Have seem the Naturwissenschaften paper by Zhou et al. comparing Arch and
Conf. The main problem is the wildy inaccurate restoration of Archaeopteryx.
Among other things, their skull has no superior temporal bar or descending
process of the squamosal, both of which were definitely present. The lack of a
postorbital bar is questionable. The shallow pelvis with an extremely
retroverted pubis is sheer fantasy, the pubis was at most modestly retroverted
and may have been nearly vertical. The vertical body posture and habitually
dorso-flexed tail is also improbable. Archaeopteryx is far less avian and like
Confuciusornis than they claim. 

As for the latter, they continue to restore the hindlimbs as too long, with
the femur subequal in length with the humerus. Actually the femur was about
15% shorter, and the hinlimb was rather reduced. 
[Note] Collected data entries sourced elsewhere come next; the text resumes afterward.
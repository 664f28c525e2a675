//! The connection capability set the relay delivers to.
//!
//! The registry and adaptor only ever see `dyn Connection`, so the host can
//! plug in whatever socket type it owns. [`ChannelConnection`] is the
//! implementation used by the node front-end and by tests: every emit is
//! pushed onto an unbounded Tokio channel that a writer task drains.

use std::{
    collections::BTreeSet,
    sync::{Arc, Mutex},
};

use anyhow::{Result, anyhow};
use serde_json::Value;
use tokio::sync::mpsc;

pub type ConnectionId = String;

/// A locally connected client that can receive room broadcasts.
pub trait Connection: Send + Sync {
    /// Stable identifier, unique for the connection's lifetime.
    fn id(&self) -> &str;

    /// Delivers one event. Must not block; failures are logged by the caller.
    fn emit(&self, event: &str, args: &[Value]) -> Result<()>;

    /// Rooms this connection believes it has joined.
    fn rooms(&self) -> Vec<String>;
}

/// One event handed to a [`ChannelConnection`].
#[derive(Debug, Clone, PartialEq)]
pub struct Emitted {
    pub event: String,
    pub args: Vec<Value>,
}

pub struct ChannelConnection {
    id: ConnectionId,
    outbox: mpsc::UnboundedSender<Emitted>,
    rooms: Mutex<BTreeSet<String>>,
}

impl ChannelConnection {
    pub fn new(id: impl Into<ConnectionId>, outbox: mpsc::UnboundedSender<Emitted>) -> Self {
        Self {
            id: id.into(),
            outbox,
            rooms: Mutex::new(BTreeSet::new()),
        }
    }

    /// Builds a connection together with the receiving end of its outbox.
    pub fn pair(id: impl Into<ConnectionId>) -> (Arc<Self>, mpsc::UnboundedReceiver<Emitted>) {
        let (tx, rx) = mpsc::unbounded_channel();
        (Arc::new(Self::new(id, tx)), rx)
    }

    /// Records that the connection joined `room`. Returns false if it already had.
    pub fn mark_joined(&self, room: &str) -> bool {
        self.lock_rooms().insert(room.to_string())
    }

    /// Records that the connection left `room`. Returns false if it was not a member.
    pub fn mark_left(&self, room: &str) -> bool {
        self.lock_rooms().remove(room)
    }

    /// Forgets every room and returns what was joined.
    pub fn take_rooms(&self) -> Vec<String> {
        std::mem::take(&mut *self.lock_rooms()).into_iter().collect()
    }

    fn lock_rooms(&self) -> std::sync::MutexGuard<'_, BTreeSet<String>> {
        // A poisoned set is still a valid set of names.
        self.rooms
            .lock()
            .unwrap_or_else(|poisoned| poisoned.into_inner())
    }
}

impl Connection for ChannelConnection {
    fn id(&self) -> &str {
        &self.id
    }

    fn emit(&self, event: &str, args: &[Value]) -> Result<()> {
        self.outbox
            .send(Emitted {
                event: event.to_string(),
                args: args.to_vec(),
            })
            .map_err(|_| anyhow!("connection {} is closed", self.id))
    }

    fn rooms(&self) -> Vec<String> {
        self.lock_rooms().iter().cloned().collect()
    }
}

#[cfg(test)]
mod tests {
    use serde_json::json;

    use super::*;

    #[test]
    fn emit_forwards_to_outbox() {
        let (connection, mut rx) = ChannelConnection::pair("a");
        connection
            .emit("chat", &[json!("hi"), json!(1)])
            .expect("open outbox");

        let emitted = rx.try_recv().expect("one event queued");
        assert_eq!(emitted.event, "chat");
        assert_eq!(emitted.args, vec![json!("hi"), json!(1)]);
    }

    #[test]
    fn emit_fails_once_receiver_is_gone() {
        let (connection, rx) = ChannelConnection::pair("a");
        drop(rx);
        assert!(connection.emit("chat", &[]).is_err());
    }

    #[test]
    fn room_bookkeeping_is_a_set() {
        let (connection, _rx) = ChannelConnection::pair("a");
        assert!(connection.mark_joined("lobby"));
        assert!(!connection.mark_joined("lobby"));
        assert!(connection.mark_joined("games"));
        assert_eq!(connection.rooms(), vec!["games", "lobby"]);

        assert!(connection.mark_left("games"));
        assert!(!connection.mark_left("games"));
        assert_eq!(connection.take_rooms(), vec!["lobby"]);
        assert!(connection.rooms().is_empty());
    }
}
What is most interesting is the presence of a large postorbital forming a
complete postorbital bar in Conf. At first I was skeptical, until I looked at
the photograph of the skull in Feduccia 1996 and there it is as plain as day!
The presence of a complete postorbital - which should have hindered or barred
avian kinesis - in such an early bird has important implications. The case for
a complete bar in Archaeopteryx is strengthened. Yet alvarezsaurs lack a the
bar and have other adaptations that should have allowed kinesis. Either
alvarezsaurs inherited their incomplete bar from more basal avians, developed
one independently, or Conf reversed and reevolved a complete postorbital. No
way to tell at this time. 
But at least a complete postorbital no longer bars a theropod from being
closer to other birds than Archaeopteryx:) 

On a related matter, it may look like Protarchaeopteryx lacks a reversed
hallux in photos. Direct inspection reveals that one hallux is directed away
from the metatarsals, the other towards them. Both are too damaged to tell
which is correct. Not that it is a definitive character, kiwis do not have a
reversed hallux.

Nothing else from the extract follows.